I push the door open slowly, and no doubt about it, the place is thrashed. My worst fears aren’t confirmed though, not once I see Tom slumped on the couch, his head in his hands. There’s not a trace of blood anywhere on him, or anywhere around, and I close the door tightly behind me, saying his name.
He hears me, and he looks up, and I can’t remember the last time I saw my buddy looking so defeated. His face is pale, dark circles underneath his eyes, his hair sticking up all over the place. When he speaks, his voice is slurred, and I hope to hell he didn’t drive over here. “She called me this morning,” he says, and I don’t need to ask who she is. “Said her father heard the gossip about us… he beat her up Doug… she was crying… in pain…I told her to stay where she was… that I’d come and get her…”
I want to smack my hand to my forehead and cry, “No, no, no,” but somehow find the wherewithal to keep my mouth shut.
“There was no-one home when I got there… so I jimmied the lock of the back door…”
Felony breaking and entering, to add to driving under the influence, not to mention the sex with a minor charge… this is getting better and better.
“And in her room… there was a note… for me…”
He’s holding out a piece of paper, one that’s crumpled and torn, and it’s shaking in his hand.
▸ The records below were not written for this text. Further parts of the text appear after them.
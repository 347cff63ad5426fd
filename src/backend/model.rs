//! Statement and expression trees handed to the emission engine.
//!
//! The upstream parser has already resolved names and types; these nodes only carry what the engine needs to choose a
//! C++ spelling. Method, lambda and match-case bodies are owned statement lists so the engine can capture them as
//! blocks and place them after the fact.

use serde::{Deserialize, Serialize};

/// A literal value.
#[derive(Debug, Clone, PartialEq, Serialize, Deserialize)]
#[serde(rename_all = "snake_case")]
pub enum Literal {
    Str(String),
    Bool(bool),
    Int(i64),
    Float(f64),
    Null,
}

/// A member read or write target.
#[derive(Debug, Clone, Default, PartialEq, Serialize, Deserialize)]
pub struct MemberAccess {
    pub name: String,
    /// Declared type of the object the member is looked up on.
    #[serde(default)]
    pub owner_type: Option<String>,
    /// Declared type of the member itself, when the resolver knows it.
    #[serde(default)]
    pub member_type: Option<String>,
    /// The owner is an engine singleton (`Input`, `Engine`, ...).
    #[serde(default)]
    pub is_singleton: bool,
}

impl MemberAccess {
    pub fn new(name: impl Into<String>) -> Self {
        Self { name: name.into(), ..Self::default() }
    }

    pub fn on(mut self, owner_type: impl Into<String>) -> Self {
        self.owner_type = Some(owner_type.into());
        self
    }

    pub fn typed(mut self, member_type: impl Into<String>) -> Self {
        self.member_type = Some(member_type.into());
        self
    }

    pub fn singleton(mut self) -> Self {
        self.is_singleton = true;
        self
    }
}

/// An assignment to a member, possibly through a compound operator (`+=`).
#[derive(Debug, Clone, PartialEq, Serialize, Deserialize)]
pub struct Reassignment {
    /// Expression that evaluates to the owner object; also qualifies the getter of a routed compound write.
    #[serde(default)]
    pub owner: Option<Box<Expr>>,
    pub target: MemberAccess,
    pub op: String,
    pub value: Box<Expr>,
}

#[derive(Debug, Clone, PartialEq, Serialize, Deserialize)]
#[serde(rename_all = "snake_case")]
pub enum Expr {
    Literal(Literal),
    /// A named constant, emitted with global scope qualification (`::NAME`).
    Constant(String),
    /// A member of the current class, emitted verbatim.
    Property(String),
    /// A local or global identifier.
    Variable(String),
    Singleton(String),
    /// Member read through an owner.
    Reference(MemberAccess),
    Reassignment(Reassignment),
    Call {
        name: String,
        #[serde(default)]
        args: Vec<Expr>,
        /// Global script function (looked up in the builtin replacement table).
        #[serde(default)]
        global: bool,
    },
    Constructor {
        name: String,
        ty: String,
        #[serde(default)]
        args: Vec<Expr>,
    },
    /// `[key]` applied to the preceding fragment.
    Subscription(Box<Expr>),
    Operator(String),
    Ternary {
        condition: Box<Expr>,
        then: Box<Expr>,
        otherwise: Box<Expr>,
    },
    Subexpression(Box<Expr>),
    Array(Vec<Expr>),
    Dict(Vec<(Expr, Expr)>),
    Lambda {
        #[serde(default)]
        params: Vec<Param>,
        #[serde(default)]
        body: Vec<Stmt>,
    },
    EmitSignal {
        name: String,
        #[serde(default)]
        args: Vec<Expr>,
    },
    ConnectSignal {
        name: String,
        callable: Box<Expr>,
    },
    /// Fragments rendered back to back (`a`, ` + `, `b`).
    Chain(Vec<Expr>),
}

impl Expr {
    pub fn int(value: i64) -> Self {
        Expr::Literal(Literal::Int(value))
    }

    pub fn float(value: f64) -> Self {
        Expr::Literal(Literal::Float(value))
    }

    pub fn str(value: impl Into<String>) -> Self {
        Expr::Literal(Literal::Str(value.into()))
    }

    pub fn var(name: impl Into<String>) -> Self {
        Expr::Variable(name.into())
    }

    pub fn prop(name: impl Into<String>) -> Self {
        Expr::Property(name.into())
    }

    pub fn op(op: impl Into<String>) -> Self {
        Expr::Operator(op.into())
    }

    /// Call of a global script function.
    pub fn global_call(name: impl Into<String>, args: Vec<Expr>) -> Self {
        Expr::Call { name: name.into(), args, global: true }
    }

    /// Call of a method or user function.
    pub fn call(name: impl Into<String>, args: Vec<Expr>) -> Self {
        Expr::Call { name: name.into(), args, global: false }
    }

    /// `lhs <op> rhs` as a fragment chain.
    pub fn binary(lhs: Expr, op: impl Into<String>, rhs: Expr) -> Self {
        Expr::Chain(vec![lhs, Expr::Operator(op.into()), rhs])
    }
}

/// A function, lambda or signal parameter.
#[derive(Debug, Clone, PartialEq, Serialize, Deserialize)]
pub struct Param {
    pub name: String,
    #[serde(default)]
    pub ty: Option<String>,
    #[serde(default)]
    pub default: Option<Expr>,
}

impl Param {
    pub fn new(name: impl Into<String>, ty: impl Into<String>) -> Self {
        Self { name: name.into(), ty: Some(ty.into()), default: None }
    }

    pub fn untyped(name: impl Into<String>) -> Self {
        Self { name: name.into(), ty: None, default: None }
    }

    pub fn with_default(mut self, default: Expr) -> Self {
        self.default = Some(default);
        self
    }
}

#[derive(Debug, Clone, PartialEq, Serialize, Deserialize)]
#[serde(rename_all = "snake_case")]
pub enum Pattern {
    Wildcard,
    Value(Expr),
}

/// One arm of a `match`, in source order.
#[derive(Debug, Clone, PartialEq, Serialize, Deserialize)]
pub struct MatchCase {
    pub pattern: Pattern,
    #[serde(default)]
    pub guard: Option<Expr>,
    #[serde(default)]
    pub body: Vec<Stmt>,
}

/// A statement-level event.
///
/// Layout events (`Newline`, `UpScope`, `DownScope`, `EndStatement`) are sent by the parser alongside the statements
/// themselves, the same way it sees them in the source.
#[derive(Debug, Clone, PartialEq, Serialize, Deserialize)]
#[serde(rename_all = "snake_case")]
pub enum Stmt {
    Newline,
    UpScope,
    DownScope,
    EndStatement,
    Comment(String),
    MultilineComment(String),
    /// Raw C++ text.
    Code(String),
    Expr(Expr),
    DeclareVariable {
        name: String,
        #[serde(default)]
        ty: Option<String>,
        #[serde(default)]
        value: Option<Expr>,
    },
    Return(Option<Expr>),
    If(Expr),
    Elif(Expr),
    Else,
    While(Expr),
    For {
        name: String,
        #[serde(default)]
        ty: Option<String>,
        iterable: Expr,
    },
    Break,
    Continue,
    Pass,
    Await {
        object: String,
        signal: String,
    },
    Match {
        scrutinee: Expr,
        #[serde(default)]
        scrutinee_type: Option<String>,
        cases: Vec<MatchCase>,
    },
}

impl Stmt {
    /// A statement on its own line: newline, the statement, and its terminator.
    pub fn line(stmt: Stmt) -> [Stmt; 3] {
        [Stmt::Newline, stmt, Stmt::EndStatement]
    }
}

/// How a property exposes itself to the binding table.
#[derive(Debug, Clone, PartialEq, Serialize, Deserialize)]
#[serde(rename_all = "snake_case")]
pub enum AccessorSpec {
    /// `get = method_name`
    GetterMethod(String),
    /// `set = method_name`
    SetterMethod(String),
    /// `get: <body>`
    Getter { body: Vec<Stmt> },
    /// `set(value_name): <body>`
    Setter { value_name: String, body: Vec<Stmt> },
}

#[derive(Debug, Clone, Default, PartialEq, Serialize, Deserialize)]
pub struct PropertyDecl {
    pub name: String,
    #[serde(default)]
    pub ty: Option<String>,
    #[serde(default)]
    pub value: Option<Expr>,
    #[serde(default)]
    pub accessors: Vec<AccessorSpec>,
    #[serde(default)]
    pub is_const: bool,
    #[serde(default)]
    pub is_static: bool,
    #[serde(default)]
    pub is_onready: bool,
}

impl PropertyDecl {
    pub fn new(name: impl Into<String>, ty: impl Into<String>) -> Self {
        Self { name: name.into(), ty: Some(ty.into()), ..Self::default() }
    }

    pub fn with_value(mut self, value: Expr) -> Self {
        self.value = Some(value);
        self
    }

    pub fn with_accessor(mut self, accessor: AccessorSpec) -> Self {
        self.accessors.push(accessor);
        self
    }

    pub fn onready(mut self) -> Self {
        self.is_onready = true;
        self
    }

    pub fn constant(mut self) -> Self {
        self.is_const = true;
        self
    }

    pub fn static_(mut self) -> Self {
        self.is_static = true;
        self
    }
}

#[derive(Debug, Clone, Default, PartialEq, Serialize, Deserialize)]
pub struct MethodDef {
    pub name: String,
    #[serde(default)]
    pub params: Vec<Param>,
    #[serde(default)]
    pub return_type: Option<String>,
    #[serde(default)]
    pub body: Vec<Stmt>,
    #[serde(default)]
    pub is_static: bool,
    #[serde(default)]
    pub is_override: bool,
}

impl MethodDef {
    pub fn new(name: impl Into<String>) -> Self {
        Self { name: name.into(), ..Self::default() }
    }

    pub fn param(mut self, param: Param) -> Self {
        self.params.push(param);
        self
    }

    pub fn returns(mut self, ty: impl Into<String>) -> Self {
        self.return_type = Some(ty.into());
        self
    }

    pub fn body(mut self, body: impl IntoIterator<Item = Stmt>) -> Self {
        self.body = body.into_iter().collect();
        self
    }

    pub fn static_(mut self) -> Self {
        self.is_static = true;
        self
    }

    pub fn override_(mut self) -> Self {
        self.is_override = true;
        self
    }
}

#[derive(Debug, Clone, PartialEq, Eq, Serialize, Deserialize)]
pub struct ClassDecl {
    pub name: String,
    pub base: String,
    #[serde(default)]
    pub is_tool: bool,
}

impl ClassDecl {
    pub fn new(name: impl Into<String>, base: impl Into<String>) -> Self {
        Self { name: name.into(), base: base.into(), is_tool: false }
    }
}

#[derive(Debug, Clone, PartialEq, Serialize, Deserialize)]
pub struct EnumMember {
    pub name: String,
    #[serde(default)]
    pub value: Option<Expr>,
}

impl EnumMember {
    pub fn new(name: impl Into<String>) -> Self {
        Self { name: name.into(), value: None }
    }

    pub fn with_value(mut self, value: Expr) -> Self {
        self.value = Some(value);
        self
    }
}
I take it, open it out and recognise Mimi’s handwriting immediately. “I can’t do this to you anymore,” it reads. “It’s better this way.”
I find Tom’s eyes, and find them filled with tears. “She’s gone Tom,” he says simply. “I drove around, looking for her… tried everywhere I could think of… she’s just… gone…”
I sit down beside him, pat his shoulder awkwardly. “We’ll find her, man,” I say, though I’m really not sure that’s such a good idea.
“No we won’t,” he says. “She doesn’t want to be found.” Which is surely true, and we’ve both seen too many runaways disappearing through the cracks of society to have any illusions about how easy it is, or about what she might end up doing to support herself. Then, so quietly that I barely hear them, comes the words I’ve been dreading. “I love her, Doug.”
“I know, man,” I say, patting his shoulder once more before standing up and pushing him down on the couch, hoping that he’ll take the hint, try to sleep it off. He goes willingly, but he doesn’t close his eyes, not for a long time, and I sit beside him until he goes to sleep.
Sometimes, being the smart one really sucks.